Conservative management of mechanical neck disorders: a series of systematic reviews

Article type
Authors
Gross A, Goldsmith C, Kay T, Haines T, Peloso P, Kroeling P, Graham N
Abstract
Background: Mechanical neck pain is common, can severely limit function at home and work, and is costly to society. Many conservative management techniques are used to treat this condition.

Objective: Our objective was to assess whether conservative treatments - manual therapies, physical medicine methods, drug therapies and patient education/ communication, either alone or in combination - relieve pain or improve function/disability, patient satisfaction, and global perceived effect in adults with mechanical neck disorders.

Methods: Eleven systematic reviews of the literature were performed. Computerized bibliographic databases including MEDLINE, EMBASE, MANTIS, CINAHL, ICL, and CCTR were searched without language restrictions from root up to March 2002 for relevant studies. To qualify, studies had to be randomized or quasi-randomized and investigate the use of conservative treatments for mechanical neck disorders. Two independent reviewers identified citations, selected studies, abstracted data, and assessed the quality of the methodology. Relative risk and standardised mean differences were calculated using a random effects model. The reasonableness of combining studies was assessed on clinical and statistical grounds. In the absence of heterogeneity, we calculated pooled effect measures.
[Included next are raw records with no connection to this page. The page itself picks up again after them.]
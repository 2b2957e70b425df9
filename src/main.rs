use std::time::Duration;

use anyhow::{Context, Result};
use clap::{Parser, ValueEnum};
use log::info;

use traffic_jam::display::{Layout, TerminalSink};
use traffic_jam::simulation::{
    FlowStats, InitPolicy, InitialVelocity, Parameters, Placement, Simulation,
};

#[derive(Debug, Clone, Copy, ValueEnum)]
enum PlacementArg {
    Even,
    Random,
    Alternate,
}

#[derive(Debug, Clone, Copy, ValueEnum)]
enum VelocityArg {
    Zero,
    Random,
    Moving,
}

#[derive(Debug, Clone, Copy, PartialEq, Eq, ValueEnum)]
enum DisplayArg {
    Strip,
    Ring,
    Combined,
    Scrolling,
    None,
}

/// Named road setups
///
/// Both start with cars on every other cell rolling at 1 to 3 cells per
/// step unless `--placement` or `--initial-velocity` say otherwise.
#[derive(Debug, Clone, Copy, ValueEnum)]
enum Preset {
    /// 100 cells, 35 cars, vmax 3, p 0.25, 500 steps
    D91,
    /// 300 cells, 60 cars, vmax 4, p 0.3, 4000 steps
    D77,
}

#[derive(Parser)]
#[command(name = "traffic_jam")]
#[command(about = "Single-lane ring road traffic jam simulation")]
struct Cli {
    /// Number of cells on the ring
    #[arg(short = 'l', long, default_value = "100")]
    length: usize,

    /// Number of cars on the road
    #[arg(short = 'n', long, default_value = "35")]
    cars: usize,

    /// Maximum velocity in cells per step
    #[arg(long, default_value = "3")]
    vmax: usize,

    /// Probability that a car slows down at each step
    #[arg(short = 'p', long, default_value = "0.25")]
    brake_probability: f64,

    /// Number of steps to simulate
    #[arg(long, default_value = "500")]
    steps: u64,

    /// Seed for the random stream
    #[arg(long, default_value = "0")]
    seed: u64,

    /// How cars are placed at the start [default: even, alternate with a preset]
    #[arg(long, value_enum)]
    placement: Option<PlacementArg>,

    /// How starting velocities are chosen [default: zero, moving with a preset]
    #[arg(long, value_enum)]
    initial_velocity: Option<VelocityArg>,

    /// How each step is printed
    #[arg(long, value_enum, default_value = "strip")]
    display: DisplayArg,

    /// Pause between printed frames in milliseconds
    #[arg(long, default_value = "0")]
    delay_ms: u64,

    /// Use a named setup instead of length, cars, vmax, p and steps
    #[arg(long, value_enum)]
    preset: Option<Preset>,
}

impl Cli {
    /// Road parameters and run length, with any preset applied
    fn parameters(&self) -> Result<(Parameters, u64)> {
        let (length, cars, vmax, p, steps) = match self.preset {
            Some(Preset::D91) => (100, 35, 3, 0.25, 500),
            Some(Preset::D77) => (300, 60, 4, 0.3, 4000),
            None => (
                self.length,
                self.cars,
                self.vmax,
                self.brake_probability,
                self.steps,
            ),
        };
        let params = Parameters::new(length, cars, vmax, p).context("Invalid road parameters")?;
        Ok((params, steps))
    }

    fn policy(&self) -> InitPolicy {
        let (default_placement, default_velocity) = match self.preset {
            Some(_) => (PlacementArg::Alternate, VelocityArg::Moving),
            None => (PlacementArg::Even, VelocityArg::Zero),
        };
        let placement = match self.placement.unwrap_or(default_placement) {
            PlacementArg::Even => Placement::Even,
            PlacementArg::Random => Placement::Random,
            PlacementArg::Alternate => Placement::Alternate,
        };
        let velocity = match self.initial_velocity.unwrap_or(default_velocity) {
            VelocityArg::Zero => InitialVelocity::Zero,
            VelocityArg::Random => InitialVelocity::Random,
            VelocityArg::Moving => InitialVelocity::Moving,
        };
        InitPolicy::new(placement, velocity)
    }

    fn layout(&self) -> Option<Layout> {
        match self.display {
            DisplayArg::Strip => Some(Layout::Strip),
            DisplayArg::Ring => Some(Layout::Ring),
            DisplayArg::Combined => Some(Layout::Combined),
            DisplayArg::Scrolling => Some(Layout::Scrolling),
            DisplayArg::None => None,
        }
    }
}

fn main() -> Result<()> {
    env_logger::Builder::from_env(
        env_logger::Env::default().default_filter_or("warn,traffic_jam=info"),
    )
    .init();

    let cli = Cli::parse();
    let (params, steps) = cli.parameters()?;

    info!("Running traffic jam simulation for {} steps", steps);

    let mut flow = FlowStats::new();
    {
        let mut simulation = Simulation::new(params, cli.policy(), cli.seed)
            .context("Failed to initialize the road")?;
        if let Some(layout) = cli.layout() {
            simulation.register(TerminalSink::new(
                layout,
                Duration::from_millis(cli.delay_ms),
            ));
        }
        simulation.register(&mut flow);

        simulation.publish();
        simulation.run_steps(steps).context("Simulation aborted")?;
    }

    flow.log_summary();
    Ok(())
}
Results: Methodological quality was varied across the 106 studies that met our selection criteria; 55% were of high quality. We noted strong evidence of benefit for maintained pain reduction with pooled SMD -0.85(95%CI:-1.20,-0.50), improvement in function with pooled SMD -0.57(95%CI:-0.94,-0.21) and positive global perceived effect with SMD -2.73(95%CI:-3.30,-2.16) favouring multi-modal care (exercise plus mobilization / manipulation as a core strategy), compared to a no treatment control. We found moderate evidence of long-term benefit for pain reduction favouring therapeutic strengthening. Short-term benefit was found when dizziness exercises, oral muscle relaxants, intra-muscular injection of local anesthetic, cervical water pillow, advice on activation strategies and intermittent traction were used. Heat, TENS, EMS, diadynamic current, micro-current, magnetic necklace, collars, advice to rest, static traction, botulinum-A, and manipulation or mobilization used alone or in combination with various other modalities were unlikely to be beneficial. We found that the evidence was not sufficient or sufficiently clear to evaluate effectiveness for many therapies.

Conclusion: The first priority for future research should be phase II and III trials to delineate potent treatment characteristics, followed by factorial design to detect effective care elements within multi-modal approaches. We recommend standardized reporting of treatment characteristics, dosages and adverse side effects. We noted inadequate power in most negative trials; therefore, their true effects remain unclear. Studies using adequate sample sizes are needed.

Multi-modal care (exercise plus mobilization/manipulation as a core strategy) and strengthening exercises had long-term (1 year) benefits. Other therapies like dizziness exercises, oral muscle relaxants, intra-muscular injection of local anesthetic, cervical water pillow, advice on activation strategies and intermittent traction were of benefit in the short-term. We found numerous treatment approaches that were unlikely to be beneficial or had insufficient evidence to determine effectiveness.